Read through the lines below and copy the ones holding the string "once".

(Exercise materials Opens)

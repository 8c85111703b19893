//! Process configuration.
//!
//! All environment access happens here, once, at startup. Components
//! receive the resulting value object through app state and never
//! consult the environment themselves.

use std::path::PathBuf;

use estate_insights_ai::{DEFAULT_BASE_URL, DEFAULT_MODEL};
use estate_insights_analytics_models::{AggregateOptions, RateAveraging};

/// Upstream summary-service settings.
#[derive(Debug, Clone)]
pub struct AiConfig {
    /// API key for the chat-completions service; absent means the
    /// capability degrades to the local fallback text.
    pub api_key: Option<String>,
    /// Chat model to request.
    pub model: String,
    /// OpenAI-compatible API root.
    pub base_url: String,
}

/// Full server configuration, built once in `main`.
#[derive(Debug, Clone)]
pub struct ServerConfig {
    /// Interface to bind.
    pub bind_addr: String,
    /// Port to bind.
    pub port: u16,
    /// Path of the backing CSV file.
    pub dataset_path: PathBuf,
    /// Allowed CORS origins; empty means permissive.
    pub cors_allowed_origins: Vec<String>,
    /// Metric aggregation options.
    pub aggregation: AggregateOptions,
    /// Summary-service settings.
    pub ai: AiConfig,
}

impl ServerConfig {
    /// Builds the configuration from the process environment.
    #[must_use]
    pub fn from_env() -> Self {
        Self::from_lookup(|key| std::env::var(key).ok())
    }

    /// Builds the configuration from an arbitrary variable lookup.
    #[must_use]
    pub fn from_lookup(lookup: impl Fn(&str) -> Option<String>) -> Self {
        let rate_averaging = lookup("RATE_AVERAGING")
            .map(|raw| {
                raw.parse::<RateAveraging>().unwrap_or_else(|_| {
                    log::warn!(
                        "Unrecognized RATE_AVERAGING value '{raw}'; using {}",
                        RateAveraging::default()
                    );
                    RateAveraging::default()
                })
            })
            .unwrap_or_default();

        Self {
            bind_addr: lookup("BIND_ADDR").unwrap_or_else(|| "127.0.0.1".to_string()),
            port: lookup("PORT")
                .and_then(|p| p.parse().ok())
                .unwrap_or(8080),
            dataset_path: lookup("DATASET_PATH")
                .map_or_else(|| PathBuf::from("data/realestate_data.csv"), PathBuf::from),
            cors_allowed_origins: lookup("CORS_ALLOWED_ORIGINS")
                .map(|raw| {
                    raw.split(',')
                        .map(str::trim)
                        .filter(|origin| !origin.is_empty())
                        .map(String::from)
                        .collect()
                })
                .unwrap_or_default(),
            aggregation: AggregateOptions { rate_averaging },
            ai: AiConfig {
                api_key: lookup("GROQ_API_KEY").filter(|key| !key.is_empty()),
                model: lookup("AI_MODEL").unwrap_or_else(|| DEFAULT_MODEL.to_string()),
                base_url: lookup("AI_BASE_URL").unwrap_or_else(|| DEFAULT_BASE_URL.to_string()),
            },
        }
    }
}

(Exercise materials Closes)

» Problem solution
//! All environment access happens here, once, at startup. Components
/// Full server configuration, built once in `main`.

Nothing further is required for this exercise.